Friday, November 2, 2007

O-P

O

Octave
An octave is a doubling or halving of frequency. 20Hz-40Hz is often considered the bottom octave. Each octave you add on the bottom requires that your speakers move four times as much air!

Ohm
A unit of electrical resistance or impedance.

Ohm's Law
The basic law of electric circuits. It states that the current [I] in amperes in a circuit is equal to the voltage [E] in volts divided by the resistance [R] in ohms; thus, I = E/R.

OMS (Open Music System)
System expansion for Mac OS that allows MIDI devices and Apple computers to communicate.

Out of Phase
When speakers are mounted in reverse polarity, i.e... one speaker is wired +/+ and -/- from the amp and the other is wired +/- and -/+. Bass response will be very thin due to cancellation.

Output
The sound level produced by a loudspeaker.

Overload
A condition in which a system is given too high of an input level. A common cause of distortion or product failure.

Overtones
See Harmonics.


P

PCM
Pulse Code Modulation. A means of digital encoding.

Partitions
Subdivisions of the data area on a hard disk. Every partition has its own disk drive ID.

Parts
Individual sections of a MIDI or audio track.

Passive Radiator
A device that looks just like an ordinary driver, except it has no magnet or voice coil. A passive radiator is usually a highly compliant device, with a similar cone material and surround found on regular active drivers. The radiator must usually be at least as large (or larger) than the driver it is aligned with. The passive radiator is tuned to Fb and used in place of a port.

Patch editor
Software application that provides the means to process and exchange the instrument sounds of an audio card's MIDI sound generator.

PC Card (formerly PCMCIA)
Standardized slot designed to connect hardware accessories to mobile computers.

PCI bus (Peripheral Component Interface)
Slot in the PC or Mac (bus) designed to take internal expansion cards.

Phase Cancellation
Where two oscillating frequencies move in and out of phase with each other. Chorus effects attempt to emulate this behaviour. Imagine two people playing a guitar riff. It would be very rare indeed for them to play exactly in time with each other. Where they don't, phase cancellation occurs.

Phase Coherence
The relationship and timing of sounds that come from different drivers (subs, mids, tweets) mounted in different locations.

Phase Distortion
A type of audible distortion caused by time delay between various parts of the signal.

Planar Source
Most electrostatics and magnetic planars have a large surface area.

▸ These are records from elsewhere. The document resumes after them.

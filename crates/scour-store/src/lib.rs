//! Key-value drive access and the object layout built on top of it.
//!
//! This crate defines the [`KeyValueStore`] and [`Connector`] traits for
//! talking to drives, along with:
//!
//! - [`MemoryStore`] / [`MemoryConnector`] — in-memory drives, for tests.
//! - [`FileStore`] / [`FileConnector`] — drives emulated as directories.
//! - [`ConnectionManager`] — connect retries, per-operation timeouts, pooling.
//! - [`ObjectFile`] / [`ObjectWriter`] — objects as a head key plus chunk keys,
//!   including quarantine.

mod error;
mod file_store;
mod memory_store;
pub mod object;
mod pool;
mod traits;

pub use error::StoreError;
pub use file_store::{FileConnector, FileStore};
pub use memory_store::{MemoryConnector, MemoryStore};
pub use object::{
    MAX_MISSING_CHUNK_RUN, ObjectFile, ObjectReader, ObjectWriter, hash_path, write_tombstone,
};
pub use pool::{ConnectionConfig, ConnectionManager};
pub use traits::{Connector, KeyValueStore};
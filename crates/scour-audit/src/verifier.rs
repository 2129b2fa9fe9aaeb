//! Streaming integrity verification of a single object.
//!
//! For each object, the verifier:
//! 1. Opens the head key. Gone (or a tombstone) → skipped, not a failure.
//! 2. Streams every chunk, feeding an MD5 digest and a byte counter, and
//!    paying for each chunk out of the sweep's byte budget.
//! 3. Size differs from `Content-Length` → quarantine.
//! 4. Digest differs from `ETag` → quarantine.
//!
//! Anything else that goes wrong is contained here and reported as
//! [`VerificationOutcome::Failed`]; it never escapes to the device scan.

use std::fmt;
use std::sync::Arc;

use md5::{Digest, Md5};
use scour_store::{KeyValueStore, ObjectFile, StoreError};
use scour_types::AuditLocation;
use tracing::{debug, error, warn};

use crate::error::AuditError;
use crate::shutdown::Shutdown;
use crate::stats::SweepStats;
use crate::throttle::RateBudget;

/// Why an object was not audited.
#[derive(Debug, Clone, Copy, PartialEq, Eq)]
pub enum SkipReason {
    /// The object vanished between listing and audit.
    NotFound,
}

/// Why an object was quarantined.
#[derive(Debug, Clone, PartialEq, Eq)]
pub enum QuarantineReason {
    /// Streamed size differs from `Content-Length`.
    SizeMismatch {
        /// Bytes actually read.
        actual: u64,
        /// `Content-Length`.
        expected: u64,
    },
    /// Streamed digest differs from `ETag`.
    EtagMismatch {
        /// Hex MD5 of the bytes read.
        actual: String,
        /// `ETag`, empty if absent.
        expected: String,
    },
}

impl QuarantineReason {
    /// Short machine-readable label.
    pub fn as_str(&self) -> &'static str {
        match self {
            Self::SizeMismatch { .. } => "size-mismatch",
            Self::EtagMismatch { .. } => "etag-mismatch",
        }
    }
}

impl fmt::Display for QuarantineReason {
    fn fmt(&self, f: &mut fmt::Formatter<'_>) -> fmt::Result {
        f.write_str(self.as_str())
    }
}

/// Result of verifying one object.
#[derive(Debug)]
pub enum VerificationOutcome {
    /// Size and digest match the metadata.
    Success,
    /// Nothing to audit.
    Skipped(SkipReason),
    /// Corruption detected; the object was quarantined.
    Quarantined(QuarantineReason),
    /// The audit itself failed.
    Failed(AuditError),
}

impl VerificationOutcome {
    /// Whether this outcome counts towards the sweep's `success` counter.
    pub fn is_success(&self) -> bool {
        matches!(self, Self::Success | Self::Skipped(_))
    }
}

/// Verifies objects against their recorded size and ETag.
pub struct IntegrityVerifier {
    max_bytes_per_second: f64,
}

impl IntegrityVerifier {
    /// Create a verifier reading at most `max_bytes_per_second`
    /// (non-positive means unlimited).
    pub fn new(max_bytes_per_second: f64) -> Self {
        Self {
            max_bytes_per_second,
        }
    }

    /// Verify the object at `location` over `conn`.
    ///
    /// Chunk reads are charged to `budget` and counted into `stats`. Never
    /// returns an error: failures come back as [`VerificationOutcome::Failed`].
    pub async fn verify(
        &self,
        conn: Arc<dyn KeyValueStore>,
        location: &AuditLocation,
        budget: &mut RateBudget,
        stats: &mut SweepStats,
        shutdown: &Shutdown,
    ) -> VerificationOutcome {
        match self.try_verify(conn, location, budget, stats, shutdown).await {
            Ok(outcome) => outcome,
            Err(AuditError::Interrupted) => VerificationOutcome::Failed(AuditError::Interrupted),
            Err(e) => {
                error!(
                    device = %location.device,
                    key = %location.head_key,
                    error = %e,
                    "unhandled error in object audit"
                );
                VerificationOutcome::Failed(e)
            }
        }
    }

    async fn try_verify(
        &self,
        conn: Arc<dyn KeyValueStore>,
        location: &AuditLocation,
        budget: &mut RateBudget,
        stats: &mut SweepStats,
        shutdown: &Shutdown,
    ) -> Result<VerificationOutcome, AuditError> {
        let file = match ObjectFile::open(conn, &location.head_key).await {
            Ok(file) => file,
            Err(StoreError::NotFound(_)) => {
                debug!(device = %location.device, key = %location.head_key, "object does not exist");
                return Ok(VerificationOutcome::Skipped(SkipReason::NotFound));
            }
            Err(e) => return Err(e.into()),
        };

        let metadata = file.metadata();
        let expected_size = metadata
            .content_length()
            .map_err(|source| AuditError::Metadata {
                key: location.head_key.clone(),
                source,
            })?;

        let mut digest = Md5::new();
        let mut size = 0u64;
        let mut reader = file.reader()?;
        while let Some(chunk) = reader.next_chunk().await? {
            let len = chunk.len() as u64;
            digest.update(&chunk);
            size += len;
            stats.record_bytes(len);

            let wait = budget.reserve(self.max_bytes_per_second, len);
            if !shutdown.sleep(wait).await {
                return Err(AuditError::Interrupted);
            }
        }

        if size != expected_size {
            warn!(
                device = %location.device,
                key = %location.head_key,
                actual = size,
                expected = expected_size,
                "found object with wrong size"
            );
            file.quarantine().await?;
            return Ok(VerificationOutcome::Quarantined(
                QuarantineReason::SizeMismatch {
                    actual: size,
                    expected: expected_size,
                },
            ));
        }

        let actual_etag = hex::encode(digest.finalize());
        let expected_etag = metadata.etag().unwrap_or_default();
        if actual_etag != expected_etag {
            warn!(
                device = %location.device,
                key = %location.head_key,
                actual = %actual_etag,
                expected = %expected_etag,
                "found object with wrong etag"
            );
            let expected = expected_etag.to_string();
            file.quarantine().await?;
            return Ok(VerificationOutcome::Quarantined(
                QuarantineReason::EtagMismatch {
                    actual: actual_etag,
                    expected,
                },
            ));
        }

        debug!(device = %location.device, key = %location.head_key, size, "object verified");
        Ok(VerificationOutcome::Success)
    }
}
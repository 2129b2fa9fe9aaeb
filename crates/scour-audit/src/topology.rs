//! Storage topology: which devices back each policy's object ring.

use std::collections::BTreeMap;

use scour_types::{Device, PolicyIndex};
use tracing::debug;

use crate::error::AuditError;

/// Source of truth for policy → device placement.
pub trait TopologyProvider: Send + Sync {
    /// Every configured storage policy.
    fn policies(&self) -> Vec<PolicyIndex>;

    /// Device slots of a policy's object ring. `None` marks a removed slot.
    fn object_ring_devices(&self, policy: PolicyIndex) -> Result<Vec<Option<Device>>, AuditError>;
}

/// A fixed topology, typically loaded from the daemon config.
#[derive(Debug, Clone, Default)]
pub struct StaticTopology {
    rings: BTreeMap<PolicyIndex, Vec<Option<Device>>>,
}

impl StaticTopology {
    /// Build from `(policy, device names)` pairs. Empty names mark removed
    /// slots; any other name must parse as `host:port`.
    pub fn new<I, S>(policies: I) -> Result<Self, AuditError>
    where
        I: IntoIterator<Item = (PolicyIndex, Vec<S>)>,
        S: AsRef<str>,
    {
        let mut rings = BTreeMap::new();
        for (policy, names) in policies {
            let slots = names
                .iter()
                .map(|name| match name.as_ref().trim() {
                    "" => Ok(None),
                    name => Device::parse(name).map(Some),
                })
                .collect::<Result<Vec<_>, _>>()?;
            debug!(policy, devices = slots.len(), "loaded object ring");
            rings.entry(policy).or_insert_with(Vec::new).extend(slots);
        }
        Ok(Self { rings })
    }
}

impl TopologyProvider for StaticTopology {
    fn policies(&self) -> Vec<PolicyIndex> {
        self.rings.keys().copied().collect()
    }

    fn object_ring_devices(&self, policy: PolicyIndex) -> Result<Vec<Option<Device>>, AuditError> {
        Ok(self.rings.get(&policy).cloned().unwrap_or_default())
    }
}
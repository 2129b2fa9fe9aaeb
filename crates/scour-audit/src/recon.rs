//! Sweep-completion reporting for monitoring ("recon").

use std::collections::BTreeMap;
use std::path::{Path, PathBuf};
use std::sync::Mutex;

use async_trait::async_trait;
use serde_json::{Map, Value};
use tracing::{debug, warn};

use crate::error::AuditError;

/// Key under which the last full sweep duration (seconds) is stored.
pub const OBJECT_AUDIT_SWEEP: &str = "object_audit_sweep";

/// Default location of the recon cache file.
pub const DEFAULT_RECON_CACHE_PATH: &str = "/var/cache/scour/object.recon";

/// Destination for sweep metrics.
#[async_trait]
pub trait ReportSink: Send + Sync {
    /// Record `value` under `key`, replacing any previous value.
    async fn report(&self, key: &str, value: f64) -> Result<(), AuditError>;
}

/// A JSON object on disk shared with other reporters.
///
/// Each report loads the whole object, updates a single key, and writes it
/// back through a temporary file so readers never see a partial file.
#[derive(Debug, Clone)]
pub struct ReconCache {
    path: PathBuf,
}

impl ReconCache {
    /// Cache stored at `path`.
    pub fn new(path: impl Into<PathBuf>) -> Self {
        Self { path: path.into() }
    }

    /// Path of the cache file.
    pub fn path(&self) -> &Path {
        &self.path
    }

    /// Read the current cache contents. Missing or unparsable files read as
    /// an empty object.
    pub async fn load(&self) -> Result<Map<String, Value>, AuditError> {
        let raw = match tokio::fs::read(&self.path).await {
            Ok(raw) => raw,
            Err(e) if e.kind() == std::io::ErrorKind::NotFound => return Ok(Map::new()),
            Err(source) => {
                return Err(AuditError::Recon {
                    path: self.path.clone(),
                    source,
                });
            }
        };
        match serde_json::from_slice::<Value>(&raw) {
            Ok(Value::Object(map)) => Ok(map),
            Ok(_) | Err(_) => {
                warn!(path = %self.path.display(), "recon cache is not a JSON object, starting fresh");
                Ok(Map::new())
            }
        }
    }

    fn recon_err(&self, source: std::io::Error) -> AuditError {
        AuditError::Recon {
            path: self.path.clone(),
            source,
        }
    }
}

#[async_trait]
impl ReportSink for ReconCache {
    async fn report(&self, key: &str, value: f64) -> Result<(), AuditError> {
        let mut map = self.load().await?;
        map.insert(key.to_string(), Value::from(value));
        let encoded = serde_json::to_vec(&Value::Object(map))?;

        if let Some(dir) = self.path.parent()
            && !dir.as_os_str().is_empty()
        {
            tokio::fs::create_dir_all(dir)
                .await
                .map_err(|e| self.recon_err(e))?;
        }

        let file_name = self
            .path
            .file_name()
            .map(|n| n.to_string_lossy().into_owned())
            .unwrap_or_else(|| "recon".to_string());
        let tmp = self
            .path
            .with_file_name(format!(".{file_name}.{}.tmp", uuid::Uuid::new_v4()));
        tokio::fs::write(&tmp, &encoded)
            .await
            .map_err(|e| self.recon_err(e))?;
        if let Err(e) = tokio::fs::rename(&tmp, &self.path).await {
            let _ = tokio::fs::remove_file(&tmp).await;
            return Err(self.recon_err(e));
        }

        debug!(path = %self.path.display(), key, value, "recon cache updated");
        Ok(())
    }
}

/// Keeps reports in memory. Useful for tests and embedding.
#[derive(Debug, Default)]
pub struct MemorySink {
    values: Mutex<BTreeMap<String, Vec<f64>>>,
}

impl MemorySink {
    /// An empty sink.
    pub fn new() -> Self {
        Self::default()
    }

    /// Every value reported under `key`, oldest first.
    pub fn values(&self, key: &str) -> Vec<f64> {
        self.values
            .lock()
            .expect("lock poisoned")
            .get(key)
            .cloned()
            .unwrap_or_default()
    }

    /// The most recent value reported under `key`.
    pub fn last(&self, key: &str) -> Option<f64> {
        self.values(key).last().copied()
    }
}

#[async_trait]
impl ReportSink for MemorySink {
    async fn report(&self, key: &str, value: f64) -> Result<(), AuditError> {
        self.values
            .lock()
            .expect("lock poisoned")
            .entry(key.to_string())
            .or_default()
            .push(value);
        Ok(())
    }
}
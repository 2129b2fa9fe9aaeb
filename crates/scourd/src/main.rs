//! `scourd` — the Scour object auditor daemon.
//!
//! Re-reads every object on the node's drives, checks it against its stored
//! size and MD5, and quarantines anything corrupt.
//!
//! # Usage
//!
//! ```text
//! scourd                                   # audit forever, /etc/scour/scour.toml
//! scourd /path/to/scour.toml               # explicit config file
//! scourd --once                            # one sweep, then exit
//! scourd -d 10.0.0.1:8123,10.0.0.2:8123    # only these devices
//! ```

mod config;

use std::path::{Path, PathBuf};
use std::sync::Arc;

use anyhow::{Context, Result};
use clap::Parser;
use scour_audit::{
    DeviceEnumerator, ObjectAuditor, ReconCache, Shutdown, StaticTopology, SweepScheduler,
};
use scour_store::{ConnectionManager, FileConnector};
use tokio::sync::watch;
use tracing::{info, warn};

use config::CliConfig;

/// Config file read when none is given on the command line.
const DEFAULT_CONFIG_PATH: &str = "/etc/scour/scour.toml";

// -----------------------------------------------------------------------
// CLI definition
// -----------------------------------------------------------------------

#[derive(Parser)]
#[command(name = "scourd", version, about = "Scour object integrity auditor")]
struct Cli {
    /// Path to TOML config file.
    config: Option<PathBuf>,

    /// Audit only these devices (comma separated `host:port` list).
    #[arg(short, long, value_delimiter = ',')]
    devices: Vec<String>,

    /// Run a single sweep and exit.
    #[arg(short, long)]
    once: bool,

    /// Override the configured log level.
    #[arg(long, env = "SCOUR_LOG_LEVEL")]
    log_level: Option<String>,
}

// -----------------------------------------------------------------------
// Entrypoint
// -----------------------------------------------------------------------

#[tokio::main]
async fn main() -> Result<()> {
    let cli = Cli::parse();

    let default_path = Path::new(DEFAULT_CONFIG_PATH);
    let (config_path, fallback) = match cli.config.as_deref() {
        Some(p) => (Some(p), false),
        None if default_path.exists() => (Some(default_path), false),
        None => (None, true),
    };
    let config = CliConfig::load(config_path).context("failed to load config")?;

    setup_tracing(cli.log_level.as_deref().unwrap_or(&config.log.level));
    if fallback {
        warn!(path = DEFAULT_CONFIG_PATH, "config file not found, using defaults");
    }

    let auditor_config = config.auditor_config().context("invalid [auditor] section")?;
    let connection_config = config
        .connection_config()
        .context("invalid [connection] section")?;
    let interval = config.interval().context("invalid [auditor] section")?;
    let topology =
        StaticTopology::new(config.policies()).context("invalid [[policy]] device list")?;

    info!(
        storage_root = %config.storage.root.display(),
        policies = config.policy.len(),
        bytes_per_second = auditor_config.max_bytes_per_second,
        files_per_second = auditor_config.max_files_per_second,
        interval_secs = interval.as_secs_f64(),
        "auditor configuration"
    );

    let connections = Arc::new(ConnectionManager::new(
        Arc::new(FileConnector::new(&config.storage.root)),
        connection_config,
    ));
    let auditor = Arc::new(ObjectAuditor::new(
        connections,
        DeviceEnumerator::new(Arc::new(topology)),
        auditor_config,
    ));

    let (tx, shutdown) = Shutdown::channel();
    tokio::spawn(watch_signals(tx));

    let scheduler = SweepScheduler::new(
        auditor,
        Arc::new(ReconCache::new(config.recon_cache_path())),
        shutdown,
    )
    .with_interval(interval)
    .with_overrides(cli.devices);

    if cli.once {
        let summary = scheduler.run_once().await;
        info!(
            elapsed_secs = summary.elapsed.as_secs_f64(),
            success = summary.stats.success,
            failures = summary.stats.failures,
            "single sweep done"
        );
    } else {
        scheduler.run_forever().await;
    }

    Ok(())
}

/// Initialize the `tracing` subscriber with the given level filter.
///
/// Respects `RUST_LOG` env var if set, otherwise uses the given level.
fn setup_tracing(level: &str) {
    use tracing_subscriber::EnvFilter;

    let filter = EnvFilter::try_from_default_env().unwrap_or_else(|_| EnvFilter::new(level));
    tracing_subscriber::fmt().with_env_filter(filter).init();
}

/// Flip the shutdown flag on Ctrl-C or SIGTERM.
async fn watch_signals(tx: watch::Sender<bool>) {
    #[cfg(unix)]
    let terminate = async {
        match tokio::signal::unix::signal(tokio::signal::unix::SignalKind::terminate()) {
            Ok(mut sig) => {
                sig.recv().await;
            }
            Err(e) => {
                warn!(error = %e, "failed to install SIGTERM handler");
                std::future::pending::<()>().await;
            }
        }
    };
    #[cfg(not(unix))]
    let terminate = std::future::pending::<()>();

    tokio::select! {
        result = tokio::signal::ctrl_c() => {
            if let Err(e) = result {
                warn!(error = %e, "failed to listen for Ctrl-C");
                return;
            }
        }
        _ = terminate => {}
    }

    info!("shutdown requested");
    let _ = tx.send(true);
}
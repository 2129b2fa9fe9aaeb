//! Sweep scheduler: runs the auditor on a fixed cadence and reports each
//! completed sweep to recon.

use std::sync::Arc;

use rand::Rng;
use tokio::time::Duration;
use tracing::{error, info};

use crate::auditor::{ObjectAuditor, SweepSummary};
use crate::recon::{OBJECT_AUDIT_SWEEP, ReportSink};
use crate::shutdown::Shutdown;

/// Default minimum spacing between sweep starts.
pub const DEFAULT_INTERVAL: Duration = Duration::from_secs(30);

/// Drives [`ObjectAuditor`] sweeps until shutdown.
pub struct SweepScheduler {
    auditor: Arc<ObjectAuditor>,
    sink: Arc<dyn ReportSink>,
    interval: Duration,
    overrides: Vec<String>,
    shutdown: Shutdown,
}

impl SweepScheduler {
    /// Create a scheduler with the default interval and no device overrides.
    pub fn new(auditor: Arc<ObjectAuditor>, sink: Arc<dyn ReportSink>, shutdown: Shutdown) -> Self {
        Self {
            auditor,
            sink,
            interval: DEFAULT_INTERVAL,
            overrides: Vec::new(),
            shutdown,
        }
    }

    /// Minimum time between the start of consecutive sweeps.
    pub fn with_interval(mut self, interval: Duration) -> Self {
        self.interval = interval;
        self
    }

    /// Restrict sweeps to these device names.
    pub fn with_overrides(mut self, overrides: Vec<String>) -> Self {
        self.overrides = overrides;
        self
    }

    /// Run a single sweep without reporting it.
    pub async fn run_once(&self) -> SweepSummary {
        info!("running object audit once");
        self.auditor.run_once(&self.overrides, &self.shutdown).await
    }

    /// Sweep repeatedly until shutdown.
    ///
    /// The first sweep starts after a random delay within one interval so a
    /// fleet of auditors restarted together does not hit drives in lockstep.
    /// Returns the number of completed sweeps.
    pub async fn run_forever(&self) -> u64 {
        info!(interval_secs = self.interval.as_secs_f64(), "object auditor started");
        let fraction: f64 = rand::rng().random_range(0.0..1.0);
        let jitter = Duration::try_from_secs_f64(self.interval.as_secs_f64() * fraction)
            .unwrap_or(self.interval);
        if !self.shutdown.sleep(jitter).await {
            info!("object auditor stopped");
            return 0;
        }

        let mut completed = 0;
        loop {
            let summary = self.auditor.run_once(&self.overrides, &self.shutdown).await;
            if summary.interrupted {
                break;
            }
            completed += 1;

            let elapsed = summary.elapsed;
            info!(elapsed_secs = elapsed.as_secs_f64(), "object audit sweep complete");
            if let Err(e) = self.sink.report(OBJECT_AUDIT_SWEEP, elapsed.as_secs_f64()).await {
                error!(error = %e, "failed to write recon cache");
            }

            let remaining = self.interval.saturating_sub(elapsed);
            if !self.shutdown.sleep(remaining).await {
                break;
            }
        }
        info!(completed, "object auditor stopped");
        completed
    }
}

Think of a wide board dropped flat onto the water surface. The sound can be extremely coherent, but the listening window is effectively limited to being directly on-axis of both the left and right planar speaker.

Plug-ins
Unable to run on their own, these software modules plug into a sequencer, adding new sound generators or effects to it.

Point-Source
Most multi-unit loudspeakers try to approximate a point-source. Think of a pebble dropped into the water and the expanding wave pattern away from impact. Obviously it is difficult to integrate multiple point-sources into a truly coherent expanding wave. The best designs do quite well with careful driver engineering and crossover development.

Polarity
A speaker, for example, has a positive and a negative input terminal. Connecting a battery directly to the speaker will result in the diaphragm moving outward. If you reverse the battery leads, the diaphragm will move inward.

Caution: Too high of a voltage battery will also burn out the speaker!
Ported Enclosure:
A type of speaker enclosure that uses a duct or port to improve efficiency at low frequencies.
Power (P)
The time rate of doing work or the rate at which energy is used. One equation for Power:
P = Volts^2 / Impedance

PowerBook
Product name for mobile Apple computers.

Processor
Highly complex arithmetic unit built into a chip - the brain of a computer, so to speak.

Push-Pull Configuration
One driver is mounted normally, the second is mounted so that it faces into the enclosure, both sharing the same internal volume and wired out of phase with one another. Although electrically out of phase with one another, the drivers are acoustically in phase since they move in the same direction. This alignment theoretically reduces second order harmonic distortion.

Push-pull
Most common type of amplification that amplifies the negative and positive sides of the waveform separately. Allows for much higher power output than single-ended.

Pre-amplifier
Or Pre-amp is a device that takes a source signal, such as from a turntable, tape-deck or CD player, and passes this signal on to a power-amplifier(s). The pre-amp may have a number of controls such as source selector switches, balance, volume and possibly tone-controls.